Landowners in three West Texas counties are receiving official letters from CBP describing the plan: 30-foot steel barriers, cameras, floodlights, patrol roads. The letters say that if an agreement cannot be reached, the Justice Department will initiate eminent domain proceedings.
Under President Bush, similar condemnations for the wall in Texas generated more than 360 lawsuits that dragged on for decades. The administration also has a “quick take” mechanism, which allows it to take physical control of a property immediately after filing suit, without waiting for a court to determine compensation.
The Sheriffs' Position
On March 10, West Texas sheriffs issued a joint statement opposing the wall. “It'll ruin this county,” said Brewster County Sheriff Ronny Dodson. If it's a real wall, it will devastate us. We don't have oil and gas, we have tourism.” The Terrell County sheriff Thaddeus Cleveland added: “It's something I never thought we would see.”

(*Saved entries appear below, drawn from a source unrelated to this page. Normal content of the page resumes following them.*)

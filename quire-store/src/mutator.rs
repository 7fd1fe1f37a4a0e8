//! Optimistic mutations.
//!
//! A mutation is applied to the cache immediately, then its network call
//! runs on the Tokio runtime. Success commits it (merging a canonical server
//! object if one is returned); failure rolls it back field by field and is
//! reported through the [`MutationHandle`] and a
//! [`StoreEvent::MutationFailed`] broadcast.

use quire_model::{validate_shape, Patch};
use quire_types::{EntityKey, MutationId};
use serde_json::Value;
use std::future::Future;
use tokio::sync::oneshot;
use tracing::{debug, warn};

use crate::cache::EntityCache;
use crate::error::{MutationFailed, StoreError, StoreResult};
use crate::events::{EventBus, StoreEvent};
use crate::session::SessionGuard;
use crate::transport::TransportError;

/// How a mutation settled.
#[derive(Debug, Clone, PartialEq)]
pub enum MutationOutcome {
    Committed,
    RolledBack(MutationFailed),
}

/// Tracks a submitted mutation until it settles.
#[derive(Debug)]
pub struct MutationHandle {
    id: MutationId,
    key: EntityKey,
    rx: oneshot::Receiver<MutationOutcome>,
}

impl MutationHandle {
    pub fn id(&self) -> MutationId {
        self.id
    }

    pub fn key(&self) -> &EntityKey {
        &self.key
    }

    /// Waits for the network call and the resulting commit or rollback.
    pub async fn settled(self) -> StoreResult<MutationOutcome> {
        self.rx.await.map_err(|_| StoreError::ChannelClosed)
    }
}

/// Applies patches locally before the server confirms them.
#[derive(Debug, Clone)]
pub struct OptimisticMutator {
    cache: EntityCache,
    session: SessionGuard,
    events: EventBus,
}

impl OptimisticMutator {
    pub fn new(cache: EntityCache, session: SessionGuard, events: EventBus) -> Self {
        Self {
            cache,
            session,
            events,
        }
    }

    /// Submits a mutation with an explicit inverse, which must restore every
    /// field `patch` touches.
    ///
    /// `call` performs the network request and may return the canonical
    /// entity. Must be called from within a Tokio runtime.
    pub fn mutate<C, Fut>(
        &self,
        key: EntityKey,
        patch: Patch,
        inverse: Patch,
        call: C,
    ) -> StoreResult<MutationHandle>
    where
        C: FnOnce() -> Fut + Send + 'static,
        Fut: Future<Output = Result<Option<Value>, TransportError>> + Send + 'static,
    {
        self.submit(key, patch, Some(inverse), call)
    }

    /// Submits a mutation whose inverse is computed from the cached value.
    /// Fails with [`StoreError::InverseComputation`] if the key is not cached.
    pub fn mutate_computed<C, Fut>(&self, key: EntityKey, patch: Patch, call: C) -> StoreResult<MutationHandle>
    where
        C: FnOnce() -> Fut + Send + 'static,
        Fut: Future<Output = Result<Option<Value>, TransportError>> + Send + 'static,
    {
        self.submit(key, patch, None, call)
    }

    fn submit<C, Fut>(
        &self,
        key: EntityKey,
        patch: Patch,
        inverse: Option<Patch>,
        call: C,
    ) -> StoreResult<MutationHandle>
    where
        C: FnOnce() -> Fut + Send + 'static,
        Fut: Future<Output = Result<Option<Value>, TransportError>> + Send + 'static,
    {
        self.session.require_valid()?;

        let id = MutationId::new();
        let mutation = self
            .cache
            .begin_mutation(&key, id, patch, inverse)
            .map_err(|reason| StoreError::InverseComputation {
                key: key.clone(),
                reason,
            })?;
        debug!(id = %id, key = %key, seq = mutation.seq, "Applied optimistic patch");

        let (tx, rx) = oneshot::channel();
        let cache = self.cache.clone();
        let events = self.events.clone();
        let target = key.clone();
        tokio::spawn(async move {
            let outcome = match call().await {
                Ok(server) => {
                    let server = server.filter(|value| match validate_shape(target.resource(), value) {
                        Ok(()) => true,
                        Err(e) => {
                            warn!(key = %target, error = %e, "Ignoring malformed server response");
                            false
                        }
                    });
                    cache.commit_mutation(&target, id, server);
                    debug!(id = %id, key = %target, "Mutation committed");
                    events.emit(StoreEvent::MutationCommitted { id, key: target });
                    MutationOutcome::Committed
                }
                Err(cause) => {
                    if cache.rollback_mutation(&target, id).is_none() {
                        debug!(id = %id, key = %target, "Mutation no longer recorded; nothing to roll back");
                    }
                    warn!(id = %id, key = %target, error = %cause, "Mutation failed; rolled back");
                    let failed = MutationFailed {
                        id,
                        key: target,
                        cause,
                    };
                    events.emit(StoreEvent::MutationFailed(failed.clone()));
                    MutationOutcome::RolledBack(failed)
                }
            };
            let _ = tx.send(outcome);
        });

        Ok(MutationHandle { id, key, rx })
    }
}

The Smartwall Map and Its Quiet Changes
Abbott's press secretary Andrew Mahaleris told Marfa Public Radio that “rugged, isolated areas like Big Bend are great opportunities to deploy technology to aid in securing the border.” The contracts call for a physical wall. The official CBP Smart Wall map changed plans for the region three times without any explanation. In October 2025, Big Bend showed only surveillance technology. On February 27, a green line of physical wall ran through the national park on the map. After a wave of news coverage, the line quietly disappeared. CBP explained none of these changes. The No Big Bend Wall group said it did not know “if this is a real policy shift or a tactical one designed to lower our guard.” The Noem February waiver covering the entire sector has not been rescinded, and 175 miles in the physical wall zone remain designated as such in all three versions of the map.
CBP expects to finalize contracts by mid-2026 and begin construction before the end of the year. Engineers are already conducting surveys inside the national park, and contractors are looking for sites to set up camps for 500 to 600 workers. The deadline for public comments to CBP is April 6.